On 01/20/2011 07:16 PM, Rik van Riel wrote:
> On 01/07/2011 05:03 PM, Satoru Moriya wrote:
>
> > The result is following.
> >
> > | default | case 1 | case 2 |
> > ----------------------------------------------------------
> > wmark_min_kbytes | 5752 | 5752 | 5752 |
> > wmark_low_kbytes | 7190 | 16384 | 32768 | (KB)
> > wmark_high_kbytes | 8628 | 20480 | 40960 |
> > ----------------------------------------------------------
> > real | 503 | 364 | 337 |
> > user | 3 | 5 | 4 | (msec)
> > sys | 153 | 149 | 146 |
> > ----------------------------------------------------------
> > page fault | 32768 | 32768 | 32768 |
> > kswapd_wakeup | 1809 | 335 | 228 | (times)
> > direct reclaim | 5 | 0 | 0 |
> >
> > As you can see, direct reclaim was performed 5 times and
> > its exec time was 503 msec in the default case. On the other
> > hand, in case 1 (large delta case ) no direct reclaim was
> > performed and its exec time was 364 msec.
>
> Saving 1.5 seconds on a one-off workload is probably not
> worth the complexity of giving a system administrator
> yet another set of tunables to mess with.

Above table shows average data but they might not be enough.
In a low-latency enterprise system, worst latency is the most
important. I recorded worst latency data per one page allocation
and here it is.

| default | case 1 | case 2 |
----------------------------------------------------------
worst latency | 223 | 75 | 50 | (usec)
per one page alloc | | | |

In the default case, the worst latency is 223 usec and at that time
direct reclaim occurred.
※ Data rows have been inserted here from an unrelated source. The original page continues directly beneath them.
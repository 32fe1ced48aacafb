//! The theme prompt seam.
//!
//! A [`ThemePrompt`] presents a list of themes with one pre-selected and
//! returns the user's pick. Implementations block the calling thread until
//! the user answers.

use std::sync::Mutex;

use beautifier_render::Theme;

use crate::PromptError;

/// The question asked when a console is initialized.
pub const PROMPT_MESSAGE: &str = "Choose your console theme:";

/// Something that can ask the user to pick a theme.
///
/// # Implementation Guidelines
///
/// - Present `choices` in the order given, with `default` pre-selected.
/// - Return [`PromptError::NotInteractive`] when there is no terminal to ask
///   on, rather than silently answering `default`.
/// - Map user cancellation (Esc, Ctrl+C, EOF) to [`PromptError::Cancelled`].
pub trait ThemePrompt {
    /// Human-readable name for this prompt, used in diagnostics.
    fn name(&self) -> &'static str {
        "prompt"
    }

    /// Ask the user to pick one of `choices`.
    fn choose(
        &self,
        message: &str,
        choices: &[Theme],
        default: Theme,
    ) -> Result<Theme, PromptError>;
}

impl<P: ThemePrompt + ?Sized> ThemePrompt for &P {
    fn name(&self) -> &'static str {
        (**self).name()
    }

    fn choose(
        &self,
        message: &str,
        choices: &[Theme],
        default: Theme,
    ) -> Result<Theme, PromptError> {
        (**self).choose(message, choices, default)
    }
}

/// A question as it was put to a [`ScriptedPrompt`].
#[derive(Debug, Clone, PartialEq, Eq)]
pub struct PromptRequest {
    pub message: String,
    pub choices: Vec<Theme>,
    pub default: Theme,
}

#[derive(Debug, Clone)]
enum Script {
    Answer(Theme),
    AcceptDefault,
    Fail(PromptError),
}

/// A prompt with a predetermined outcome, for tests.
///
/// Records every request it receives so tests can check what would have
/// been shown to the user.
#[derive(Debug)]
pub struct ScriptedPrompt {
    script: Script,
    requests: Mutex<Vec<PromptRequest>>,
}

impl ScriptedPrompt {
    /// Always pick `theme`.
    pub fn answer(theme: Theme) -> Self {
        Self::with_script(Script::Answer(theme))
    }

    /// Always pick whatever is pre-selected.
    pub fn accept_default() -> Self {
        Self::with_script(Script::AcceptDefault)
    }

    /// Always fail with `error`.
    pub fn fail(error: PromptError) -> Self {
        Self::with_script(Script::Fail(error))
    }

    fn with_script(script: Script) -> Self {
        Self {
            script,
            requests: Mutex::new(Vec::new()),
        }
    }

    /// Every request received so far, oldest first.
    pub fn requests(&self) -> Vec<PromptRequest> {
        self.requests
            .lock()
            .map(|requests| requests.clone())
            .unwrap_or_default()
    }
}

impl ThemePrompt for ScriptedPrompt {
    fn name(&self) -> &'static str {
        "scripted"
    }

    fn choose(
        &self,
        message: &str,
        choices: &[Theme],
        default: Theme,
    ) -> Result<Theme, PromptError> {
        if let Ok(mut requests) = self.requests.lock() {
            requests.push(PromptRequest {
                message: message.to_string(),
                choices: choices.to_vec(),
                default,
            });
        }

        match &self.script {
            Script::Answer(theme) if choices.contains(theme) => Ok(*theme),
            Script::Answer(theme) => Err(PromptError::InvalidChoice(theme.to_string())),
            Script::AcceptDefault => Ok(default),
            Script::Fail(error) => Err(error.clone()),
        }
    }
}
//! Initialization followed by patched output, the way an application starts up.

use std::sync::Arc;

use beautifier::{
    args, initialize, BeautifierConfig, InitError, LinePrompt, LogKind, MemoryTarget, PromptError,
    ScriptedPrompt, Theme, ThemeRegistry,
};
use beautifier_input::MockTerminal;
use console::strip_ansi_codes;

#[test]
fn startup_sequence() {
    let registry = Arc::new(ThemeRegistry::new());
    let original = MemoryTarget::new();

    let theme = initialize(&registry, &ScriptedPrompt::answer(Theme::Emoji), &original).unwrap();
    assert_eq!(theme, Theme::Emoji);

    let console = BeautifierConfig::new()
        .registry(registry.clone())
        .fixed_time("07:45:00")
        .styling(false)
        .build(original.clone());
    console.warn(&args!["low disk"]);

    let entries = original.entries();
    assert_eq!(entries.len(), 2);
    assert_eq!(entries[0].0, LogKind::Log);
    assert_eq!(
        strip_ansi_codes(&entries[0].1),
        "Console Beautifier initialized with \"emoji\" theme."
    );
    assert_eq!(entries[1], (LogKind::Warn, "[07:45:00] ⚠️ WARN low disk".to_string()));
}

#[test]
fn confirmation_is_not_themed_by_a_patched_console() {
    let registry = Arc::new(ThemeRegistry::with_theme(Theme::Table));
    let original = MemoryTarget::new();
    let _console = BeautifierConfig::new()
        .registry(registry.clone())
        .build(original.clone());

    initialize(&registry, &ScriptedPrompt::answer(Theme::Minimal), &original).unwrap();

    let text = strip_ansi_codes(&original.texts()[0]).into_owned();
    assert_eq!(text, "Console Beautifier initialized with \"minimal\" theme.");
}

#[test]
fn numbered_menu_drives_initialization() {
    let registry = ThemeRegistry::new();
    let original = MemoryTarget::new();
    let terminal = Arc::new(MockTerminal::with_response("3"));

    let prompt = LinePrompt::with_terminal(terminal.clone());
    let theme = initialize(&registry, &prompt, &original).unwrap();

    assert_eq!(theme, Theme::Table);
    assert!(terminal.written()[0].starts_with("Choose your console theme:\n"));
}

#[test]
fn failed_prompt_reports_and_changes_nothing() {
    let registry = ThemeRegistry::new();
    let original = MemoryTarget::new();

    let prompt = LinePrompt::with_terminal(MockTerminal::non_terminal());
    let result = initialize(&registry, &prompt, &original);

    match result {
        Err(InitError::Prompt(PromptError::NotInteractive)) => {}
        other => panic!("expected NotInteractive, got {other:?}"),
    }
    assert_eq!(registry.current_theme(), Theme::Minimal);
    assert!(original.entries().is_empty());
}

#[test]
fn cancelled_prompt_propagates() {
    let registry = ThemeRegistry::with_theme(Theme::Emoji);
    let original = MemoryTarget::new();

    let prompt = ScriptedPrompt::fail(PromptError::Cancelled);
    let err = initialize(&registry, &prompt, &original).unwrap_err();

    assert_eq!(err.to_string(), "theme selection failed: Prompt cancelled by user.");
    assert_eq!(registry.current_theme(), Theme::Emoji);
}
//! Themes and the registry that holds the active one.
//!
//! A [`Theme`] is a rendering strategy for log output. The set is closed: a
//! value outside `minimal`, `emoji` and `table` cannot be constructed, so the
//! only validation point is parsing user input with [`str::parse`].
//!
//! ## Design Decision: Injected Registry
//!
//! The active theme lives in a [`ThemeRegistry`] that is shared by reference
//! (`Arc<ThemeRegistry>`) with every formatter and console built on it, rather
//! than in a process-wide static. Two consoles with two registries never see
//! each other's theme, which keeps tests free of cross-talk:
//!
//! ```rust
//! use beautifier_render::{Theme, ThemeRegistry};
//!
//! let a = ThemeRegistry::new();
//! let b = ThemeRegistry::new();
//! a.set_theme(Theme::Table);
//!
//! assert_eq!(a.current_theme(), Theme::Table);
//! assert_eq!(b.current_theme(), Theme::Minimal);
//! ```

mod registry;
#[allow(clippy::module_inception)]
mod theme;

pub use registry::ThemeRegistry;
pub use theme::{available_themes, Theme};
//! The patched console.
//!
//! [`Console::patch`] captures an existing [`LogTarget`] and returns a new one
//! whose four entry points format their arguments before forwarding. The
//! captured target is never touched except to receive finished text.

use std::fmt;
use std::sync::Arc;

use beautifier_render::{LogArg, LogKind, MessageFormatter, Theme, ThemeRegistry};

use crate::target::LogTarget;

/// A console whose output goes through a [`MessageFormatter`].
///
/// Each call produces exactly one block of text and hands it to the matching
/// entry point of the original target: `log` to `log`, `warn` to `warn`, and
/// so on.
///
/// ```
/// use std::sync::Arc;
/// use beautifier::{args, Console, MemoryTarget, Theme};
/// use beautifier_render::{FixedClock, MessageFormatter, ThemeRegistry};
///
/// let registry = Arc::new(ThemeRegistry::with_theme(Theme::Minimal));
/// let formatter = MessageFormatter::new(registry)
///     .with_clock(FixedClock::new("09:30:00"))
///     .with_styling(Some(false));
/// let target = MemoryTarget::new();
///
/// let console = Console::patch(formatter, target.clone());
/// console.info(&args!["ready", 3]);
///
/// assert_eq!(target.texts(), vec!["[09:30:00] INFO ready 3"]);
/// ```
///
/// `Console` is itself a [`LogTarget`], so patching a patched console wraps
/// it a second time and every line is formatted twice. There is no guard
/// against this and no way to unpatch; keep the original target around if
/// you need plain output.
#[derive(Clone)]
pub struct Console {
    formatter: Arc<MessageFormatter>,
    original: Arc<dyn LogTarget>,
}

impl Console {
    /// Wrap `original` so every call is formatted by `formatter` first.
    pub fn patch(
        formatter: impl Into<Arc<MessageFormatter>>,
        original: impl LogTarget + 'static,
    ) -> Self {
        Self {
            formatter: formatter.into(),
            original: Arc::new(original),
        }
    }

    pub fn log(&self, args: &[LogArg]) {
        self.emit(LogKind::Log, args);
    }

    pub fn info(&self, args: &[LogArg]) {
        self.emit(LogKind::Info, args);
    }

    pub fn warn(&self, args: &[LogArg]) {
        self.emit(LogKind::Warn, args);
    }

    pub fn error(&self, args: &[LogArg]) {
        self.emit(LogKind::Error, args);
    }

    /// Format `args` as `kind` and forward the result to the original target.
    pub fn emit(&self, kind: LogKind, args: &[LogArg]) {
        let text = self.formatter.format(kind, &kind.style(), args);
        self.original.write(kind, &text);
    }

    pub fn formatter(&self) -> &Arc<MessageFormatter> {
        &self.formatter
    }

    /// The registry that decides how this console renders.
    pub fn registry(&self) -> &Arc<ThemeRegistry> {
        self.formatter.registry()
    }

    /// Switch the theme used by this console (and anything sharing its registry).
    pub fn set_theme(&self, theme: Theme) {
        self.registry().set_theme(theme);
    }

    pub fn current_theme(&self) -> Theme {
        self.registry().current_theme()
    }
}

impl fmt::Debug for Console {
    fn fmt(&self, f: &mut fmt::Formatter<'_>) -> fmt::Result {
        f.debug_struct("Console")
            .field("theme", &self.current_theme())
            .finish_non_exhaustive()
    }
}

impl LogTarget for Console {
    fn log(&self, text: &str) {
        Console::log(self, &[LogArg::from(text)]);
    }

    fn info(&self, text: &str) {
        Console::info(self, &[LogArg::from(text)]);
    }

    fn warn(&self, text: &str) {
        Console::warn(self, &[LogArg::from(text)]);
    }

    fn error(&self, text: &str) {
        Console::error(self, &[LogArg::from(text)]);
    }
}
OTOH our target latency is under 100 usec.
So I'd like to ensure that direct reclaim is never executed in a certain
situation.

> However, I suspect it may be a good idea if the kernel
> could adjust these watermarks automatically, since direct
> reclaim could lead to quite a big performance penalty.
>
> I do not know which events should be used to increase and
> decrease the watermarks, but I have some ideas:
> - direct reclaim (increase)
> - kswapd has trouble freeing pages (increase)
> - kswapd frees enough memory at DEF_PRIORITY (decrease)
> - next to no direct reclaim events in the last N (1000?)
> reclaim events (decrease)

I think it might be good idea but not enough because we can't avoid
direct reclaim completely. So what do you think of introducing a learning
mode to your idea? In the learning mode, kernel calculates appropriate
watermarks and next boot users use them.

It is useful for a enterprise system because we normally do performance/stress
tests and tune it before release. If we run stress tests under the learning mode,
we can get the appropriate watermarks for that system. By using them we can avoid
direct reclaim and keep latency low enough in a product system.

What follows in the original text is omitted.